Keep only the lines of the data below that contain "SessionContext", and copy them.
#### Data extracts ####
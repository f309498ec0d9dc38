//! `validate` command implementation.

use anyhow::{Context, Result};
use serde::Serialize;
use tracing::info;

use contracts::{FeedConfig, RelayConfig};

use crate::cli::ValidateArgs;
use crate::commands::{load_config, ConfigSource};

/// Validation result for JSON output
#[derive(Serialize)]
struct ValidationResult {
    valid: bool,
    config_path: String,
    #[serde(skip_serializing_if = "Option::is_none")]
    error: Option<String>,
    #[serde(skip_serializing_if = "Vec::is_empty")]
    warnings: Vec<String>,
    #[serde(skip_serializing_if = "Option::is_none")]
    summary: Option<ConfigSummary>,
}

#[derive(Serialize)]
struct ConfigSummary {
    bind_addr: String,
    feed: &'static str,
    position_topic: String,
    telemetry_topic: String,
    max_connections: usize,
    retry_max_attempts: u32,
}

/// Execute the `validate` command
pub fn run_validate(args: &ValidateArgs) -> Result<()> {
    info!(config = ?args.config, "Validating configuration");

    let result = validate_config(args);

    if args.json {
        let json = serde_json::to_string_pretty(&result)
            .context("Failed to serialize validation result")?;
        println!("{}", json);
    } else {
        print_validation_result(&result);
    }

    if result.valid {
        Ok(())
    } else {
        anyhow::bail!("Configuration validation failed")
    }
}

fn validate_config(args: &ValidateArgs) -> ValidationResult {
    let requested = args
        .config
        .as_ref()
        .map(|p| p.display().to_string())
        .unwrap_or_else(|| ConfigSource::Defaults.to_string());

    match load_config(args.config.as_deref()) {
        Ok((config, source)) => ValidationResult {
            valid: true,
            config_path: source.to_string(),
            error: None,
            warnings: collect_warnings(&config),
            summary: Some(ConfigSummary {
                bind_addr: config.server.bind_addr.to_string(),
                feed: config.feed.kind(),
                position_topic: config.ingestion.position_topic.clone(),
                telemetry_topic: config.ingestion.telemetry_topic.clone(),
                max_connections: config.server.max_connections,
                retry_max_attempts: config.retry.max_attempts,
            }),
        },
        Err(e) => ValidationResult {
            valid: false,
            config_path: requested,
            error: Some(e.to_string()),
            warnings: Vec::new(),
            summary: None,
        },
    }
}

/// Collect configuration warnings (non-fatal issues)
fn collect_warnings(config: &RelayConfig) -> Vec<String> {
    let mut warnings = Vec::new();

    if config.retry.max_attempts == 0 {
        warnings.push("retry.max_attempts is 0 - a failed feed is never restarted".to_string());
    }

    if config.server.max_connections == 0 {
        warnings.push("server.max_connections is 0 - subscriber count is unbounded".to_string());
    }

    if let FeedConfig::Replay { path, .. } = &config.feed {
        if !path.exists() {
            warnings.push(format!("Replay file does not exist yet: {}", path.display()));
        }
    }

    if config.hub.send_timeout_ms > 10_000 {
        warnings.push(format!(
            "hub.send_timeout_ms is {} - a stalled subscriber delays every publish that long",
            config.hub.send_timeout_ms
        ));
    }

    warnings
}

fn print_validation_result(result: &ValidationResult) {
    if result.valid {
        println!("✓ Configuration is valid: {}", result.config_path);

        if let Some(ref summary) = result.summary {
            println!("\n  Bind: {}", summary.bind_addr);
            println!("  Feed: {}", summary.feed);
            println!(
                "  Topics: {} / {}",
                summary.position_topic, summary.telemetry_topic
            );
            println!("  Max connections: {}", summary.max_connections);
            println!("  Retry attempts: {}", summary.retry_max_attempts);
        }

        if !result.warnings.is_empty() {
            println!("\n⚠ Warnings:");
            for warning in &result.warnings {
                println!("  - {}", warning);
            }
        }
    } else {
        println!("✗ Configuration is invalid: {}", result.config_path);
        if let Some(ref error) = result.error {
            println!("\n  Error: {}", error);
        }
    }
}
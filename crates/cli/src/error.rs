//! Error types for CLI operations.

use std::path::PathBuf;

use thiserror::Error;

/// CLI-specific error types
#[derive(Error, Debug)]
pub enum CliError {
    /// Explicitly requested configuration file does not exist
    #[error("Configuration file not found: {}", path.display())]
    ConfigNotFound { path: PathBuf },

    /// Configuration could not be parsed or failed validation
    #[error("Invalid configuration: {0}")]
    Config(#[from] contracts::ContractError),

    /// Relay server could not start
    #[error("Relay server error: {0}")]
    Server(#[from] server::ServerError),

    /// Subscriber registration failed
    #[error("Hub error: {0}")]
    Hub(#[from] hub::HubError),
}

impl CliError {
    pub fn config_not_found(path: impl Into<PathBuf>) -> Self {
        Self::ConfigNotFound { path: path.into() }
    }
}

/// Result type alias for CLI operations
pub type Result<T> = std::result::Result<T, CliError>;
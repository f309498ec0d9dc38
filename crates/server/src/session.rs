//! One subscriber connection from handshake to deregistration

use std::net::SocketAddr;
use std::sync::Arc;
use std::time::Duration;

use futures::StreamExt;
use tokio::net::TcpStream;
use tokio::sync::watch;
use tokio_tungstenite::tungstenite::Message;
use tracing::{debug, info, instrument};

use contracts::{HubConfig, OutboundMessage, SubscriberId, WireFrame};
use hub::{SubscriberHandle, SubscriberRegistry, WebSocketSink};
use race_state::RaceStateCache;

use crate::error::ServerError;

/// Shared collaborators of every session
#[derive(Clone)]
pub(crate) struct SessionContext {
    pub registry: Arc<SubscriberRegistry>,
    pub cache: Arc<RaceStateCache>,
    pub hub: HubConfig,
    pub handshake_timeout: Duration,
}

/// Why a session ended
#[derive(Debug, Clone, Copy, PartialEq, Eq)]
enum SessionEnd {
    PeerClosed,
    ReadError,
    SendFailed,
    Shutdown,
}

impl SessionEnd {
    fn as_str(&self) -> &'static str {
        match self {
            Self::PeerClosed => "peer_closed",
            Self::ReadError => "read_error",
            Self::SendFailed => "send_failed",
            Self::Shutdown => "shutdown",
        }
    }
}

/// Run a subscriber session to completion
#[instrument(name = "session", skip(stream, ctx, shutdown), fields(subscriber = %id, peer = %peer))]
pub(crate) async fn run_session(
    id: SubscriberId,
    stream: TcpStream,
    peer: SocketAddr,
    ctx: SessionContext,
    mut shutdown: watch::Receiver<bool>,
) -> Result<(), ServerError> {
    let ws = tokio::time::timeout(
        ctx.handshake_timeout,
        tokio_tungstenite::accept_async(stream),
    )
    .await
    .map_err(|_| ServerError::HandshakeTimeout)??;

    let (write, mut read) = ws.split();
    let sink = WebSocketSink::new(format!("ws-{peer}"), write);
    let handle = Arc::new(SubscriberHandle::spawn(
        id,
        sink,
        ctx.hub.subscriber_queue_capacity,
        ctx.hub.send_timeout(),
    ));

    // Snapshot and enqueue init before any broadcast can reach the handle
    let cache = Arc::clone(&ctx.cache);
    let init = ctx
        .registry
        .add_with(Arc::clone(&handle), |handle| async move {
            let snapshot = cache.snapshot().await;
            debug!(entities = snapshot.entity_count(), "Sending init snapshot");
            let frame = WireFrame::encode(&OutboundMessage::Init(snapshot))?;
            Ok::<_, hub::HubError>(handle.enqueue(frame))
        })
        .await;

    let init = match init {
        Ok(init) => init,
        Err(e) => {
            handle.shutdown().await;
            return Err(e.into());
        }
    };

    let outcome = init.outcome().await;
    if !outcome.is_delivered() {
        ctx.registry.remove(id).await;
        handle.shutdown().await;
        return Err(ServerError::InitUndelivered(outcome.label()));
    }
    info!("Subscriber connected");

    let end = tokio::select! {
        _ = handle.closed() => SessionEnd::SendFailed,
        _ = wait_shutdown(&mut shutdown) => SessionEnd::Shutdown,
        end = drain_inbound(&mut read) => end,
    };

    ctx.registry.remove(id).await;
    handle.shutdown().await;
    info!(reason = end.as_str(), "Subscriber disconnected");
    Ok(())
}

/// Read and discard inbound frames until the peer goes away
async fn drain_inbound<S>(read: &mut S) -> SessionEnd
where
    S: futures::Stream<Item = Result<Message, tokio_tungstenite::tungstenite::Error>> + Unpin,
{
    while let Some(message) = read.next().await {
        match message {
            Ok(Message::Close(_)) => return SessionEnd::PeerClosed,
            Ok(_) => {}
            Err(e) => {
                debug!(error = %e, "Read failed");
                return SessionEnd::ReadError;
            }
        }
    }
    SessionEnd::PeerClosed
}

pub(crate) async fn wait_shutdown(rx: &mut watch::Receiver<bool>) {
    loop {
        let stop = *rx.borrow_and_update();
        if stop || rx.changed().await.is_err() {
            return;
        }
    }
}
####
Finished task>
pub(crate) struct SessionContext {
    ctx: SessionContext,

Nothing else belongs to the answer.